## Work required:
Do any lines in the data below contain "Movement"? If so, copy every one of them.

----------

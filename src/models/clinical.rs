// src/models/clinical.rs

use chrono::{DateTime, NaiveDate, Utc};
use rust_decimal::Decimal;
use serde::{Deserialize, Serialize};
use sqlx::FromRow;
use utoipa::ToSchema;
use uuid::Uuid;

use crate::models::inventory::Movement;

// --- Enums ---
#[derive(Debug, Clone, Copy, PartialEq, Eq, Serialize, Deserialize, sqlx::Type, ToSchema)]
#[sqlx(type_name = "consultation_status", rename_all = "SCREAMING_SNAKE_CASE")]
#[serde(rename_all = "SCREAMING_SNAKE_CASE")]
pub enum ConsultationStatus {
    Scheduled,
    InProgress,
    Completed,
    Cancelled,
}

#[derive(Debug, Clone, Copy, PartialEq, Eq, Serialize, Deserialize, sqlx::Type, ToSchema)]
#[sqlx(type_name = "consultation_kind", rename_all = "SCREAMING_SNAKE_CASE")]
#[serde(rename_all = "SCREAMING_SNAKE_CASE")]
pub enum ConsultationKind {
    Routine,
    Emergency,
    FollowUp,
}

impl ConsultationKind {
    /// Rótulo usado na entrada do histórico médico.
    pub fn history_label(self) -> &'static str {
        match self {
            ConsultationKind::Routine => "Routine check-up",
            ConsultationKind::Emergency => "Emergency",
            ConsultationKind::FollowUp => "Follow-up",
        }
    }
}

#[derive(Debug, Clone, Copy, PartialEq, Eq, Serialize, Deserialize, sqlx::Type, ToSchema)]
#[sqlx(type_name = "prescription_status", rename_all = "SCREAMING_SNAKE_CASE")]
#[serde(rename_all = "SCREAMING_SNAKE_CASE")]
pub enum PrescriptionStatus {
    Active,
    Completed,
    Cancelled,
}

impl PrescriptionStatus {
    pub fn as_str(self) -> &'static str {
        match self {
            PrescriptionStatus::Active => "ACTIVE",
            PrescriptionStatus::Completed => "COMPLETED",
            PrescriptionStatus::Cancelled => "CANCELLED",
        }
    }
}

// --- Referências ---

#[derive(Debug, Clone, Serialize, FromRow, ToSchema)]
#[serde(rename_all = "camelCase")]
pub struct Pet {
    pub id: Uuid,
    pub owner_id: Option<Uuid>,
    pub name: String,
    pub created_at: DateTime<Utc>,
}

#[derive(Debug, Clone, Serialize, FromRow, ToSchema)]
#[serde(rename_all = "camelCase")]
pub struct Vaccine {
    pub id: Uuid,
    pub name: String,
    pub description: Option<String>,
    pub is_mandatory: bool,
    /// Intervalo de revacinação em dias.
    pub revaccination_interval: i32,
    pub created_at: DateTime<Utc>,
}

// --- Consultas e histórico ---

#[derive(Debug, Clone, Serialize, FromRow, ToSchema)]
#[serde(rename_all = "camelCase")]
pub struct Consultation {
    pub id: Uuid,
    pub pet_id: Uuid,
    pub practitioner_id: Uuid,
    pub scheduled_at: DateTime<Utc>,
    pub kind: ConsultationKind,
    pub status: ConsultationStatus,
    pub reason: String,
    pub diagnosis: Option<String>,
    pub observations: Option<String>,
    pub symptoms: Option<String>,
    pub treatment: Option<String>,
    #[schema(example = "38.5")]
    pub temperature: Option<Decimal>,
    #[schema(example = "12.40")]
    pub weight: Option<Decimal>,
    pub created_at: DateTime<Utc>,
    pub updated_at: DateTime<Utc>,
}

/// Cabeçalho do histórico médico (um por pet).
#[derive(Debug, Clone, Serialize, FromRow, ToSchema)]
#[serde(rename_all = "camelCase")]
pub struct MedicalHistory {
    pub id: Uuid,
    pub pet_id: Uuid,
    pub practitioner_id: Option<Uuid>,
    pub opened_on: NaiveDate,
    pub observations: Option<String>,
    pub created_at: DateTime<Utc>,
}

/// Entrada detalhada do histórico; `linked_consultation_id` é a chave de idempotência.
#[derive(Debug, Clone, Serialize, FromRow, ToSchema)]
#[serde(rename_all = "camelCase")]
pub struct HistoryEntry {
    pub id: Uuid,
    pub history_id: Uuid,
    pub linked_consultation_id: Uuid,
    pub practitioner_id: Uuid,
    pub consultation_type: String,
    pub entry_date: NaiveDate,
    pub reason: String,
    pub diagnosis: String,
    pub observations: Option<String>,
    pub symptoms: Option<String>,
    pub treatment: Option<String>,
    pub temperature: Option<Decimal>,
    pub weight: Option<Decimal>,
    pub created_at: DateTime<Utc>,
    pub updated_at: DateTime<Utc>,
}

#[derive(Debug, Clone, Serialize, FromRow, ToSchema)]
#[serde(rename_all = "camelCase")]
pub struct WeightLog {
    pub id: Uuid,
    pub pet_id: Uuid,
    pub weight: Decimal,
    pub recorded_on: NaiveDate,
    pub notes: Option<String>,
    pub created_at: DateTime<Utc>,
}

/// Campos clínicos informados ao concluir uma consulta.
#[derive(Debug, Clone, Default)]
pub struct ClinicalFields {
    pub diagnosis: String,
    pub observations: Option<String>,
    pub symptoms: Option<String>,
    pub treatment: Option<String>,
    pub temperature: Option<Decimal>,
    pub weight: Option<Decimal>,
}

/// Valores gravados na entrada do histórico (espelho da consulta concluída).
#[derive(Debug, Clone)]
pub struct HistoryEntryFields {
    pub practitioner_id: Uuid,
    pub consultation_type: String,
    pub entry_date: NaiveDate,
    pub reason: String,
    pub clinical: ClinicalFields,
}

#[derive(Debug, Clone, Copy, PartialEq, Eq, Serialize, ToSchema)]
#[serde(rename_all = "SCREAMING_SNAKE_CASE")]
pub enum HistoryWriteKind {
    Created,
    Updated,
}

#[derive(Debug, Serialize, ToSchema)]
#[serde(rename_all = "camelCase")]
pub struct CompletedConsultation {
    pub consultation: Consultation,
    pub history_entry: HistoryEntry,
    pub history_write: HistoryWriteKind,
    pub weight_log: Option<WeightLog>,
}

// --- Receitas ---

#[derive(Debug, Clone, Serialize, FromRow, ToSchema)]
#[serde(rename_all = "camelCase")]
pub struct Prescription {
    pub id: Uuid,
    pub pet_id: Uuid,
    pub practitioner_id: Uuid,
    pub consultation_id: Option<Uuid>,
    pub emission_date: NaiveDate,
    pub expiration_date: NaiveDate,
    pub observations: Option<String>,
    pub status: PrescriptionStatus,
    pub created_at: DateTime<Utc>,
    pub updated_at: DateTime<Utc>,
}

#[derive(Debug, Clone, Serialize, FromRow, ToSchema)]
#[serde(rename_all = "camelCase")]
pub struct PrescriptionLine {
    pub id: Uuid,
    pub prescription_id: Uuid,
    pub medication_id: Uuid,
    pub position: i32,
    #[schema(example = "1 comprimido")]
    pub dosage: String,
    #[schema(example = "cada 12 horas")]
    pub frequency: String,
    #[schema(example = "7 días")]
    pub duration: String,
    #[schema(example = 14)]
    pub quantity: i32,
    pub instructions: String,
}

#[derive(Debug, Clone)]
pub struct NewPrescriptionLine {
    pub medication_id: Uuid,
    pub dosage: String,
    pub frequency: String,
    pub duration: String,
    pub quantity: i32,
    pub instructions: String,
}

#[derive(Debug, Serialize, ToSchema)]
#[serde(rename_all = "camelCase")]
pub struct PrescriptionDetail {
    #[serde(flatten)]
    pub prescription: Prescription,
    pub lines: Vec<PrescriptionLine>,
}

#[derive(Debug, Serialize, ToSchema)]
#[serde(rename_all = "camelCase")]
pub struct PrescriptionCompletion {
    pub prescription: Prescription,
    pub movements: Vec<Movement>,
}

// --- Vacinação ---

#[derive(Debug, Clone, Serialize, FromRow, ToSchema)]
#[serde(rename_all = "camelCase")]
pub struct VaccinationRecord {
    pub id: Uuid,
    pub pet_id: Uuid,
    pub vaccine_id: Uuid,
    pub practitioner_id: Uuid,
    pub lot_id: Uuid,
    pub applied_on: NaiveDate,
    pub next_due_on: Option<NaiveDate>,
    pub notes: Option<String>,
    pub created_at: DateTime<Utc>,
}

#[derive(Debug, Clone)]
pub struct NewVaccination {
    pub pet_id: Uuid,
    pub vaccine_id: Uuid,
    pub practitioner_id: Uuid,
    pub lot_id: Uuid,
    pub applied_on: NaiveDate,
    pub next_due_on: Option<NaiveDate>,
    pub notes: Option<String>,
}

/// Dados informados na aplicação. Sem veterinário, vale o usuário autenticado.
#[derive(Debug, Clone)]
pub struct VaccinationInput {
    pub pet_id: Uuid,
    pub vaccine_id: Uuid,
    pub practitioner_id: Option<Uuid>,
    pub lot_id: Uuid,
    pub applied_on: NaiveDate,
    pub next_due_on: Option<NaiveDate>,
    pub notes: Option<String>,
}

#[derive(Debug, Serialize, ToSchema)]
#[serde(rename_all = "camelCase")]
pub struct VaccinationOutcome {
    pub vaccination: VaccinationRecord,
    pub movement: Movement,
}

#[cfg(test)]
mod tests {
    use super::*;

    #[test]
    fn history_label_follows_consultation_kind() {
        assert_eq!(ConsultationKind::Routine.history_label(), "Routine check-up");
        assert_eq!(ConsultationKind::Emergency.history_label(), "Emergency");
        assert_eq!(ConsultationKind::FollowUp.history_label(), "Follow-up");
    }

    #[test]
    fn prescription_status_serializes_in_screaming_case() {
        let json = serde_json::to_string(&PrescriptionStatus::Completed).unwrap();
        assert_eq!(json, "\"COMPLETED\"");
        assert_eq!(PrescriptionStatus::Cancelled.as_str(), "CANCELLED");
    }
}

----------

## Exercise response:
use crate::models::inventory::Movement;
    pub movements: Vec<Movement>,
    pub movement: Movement,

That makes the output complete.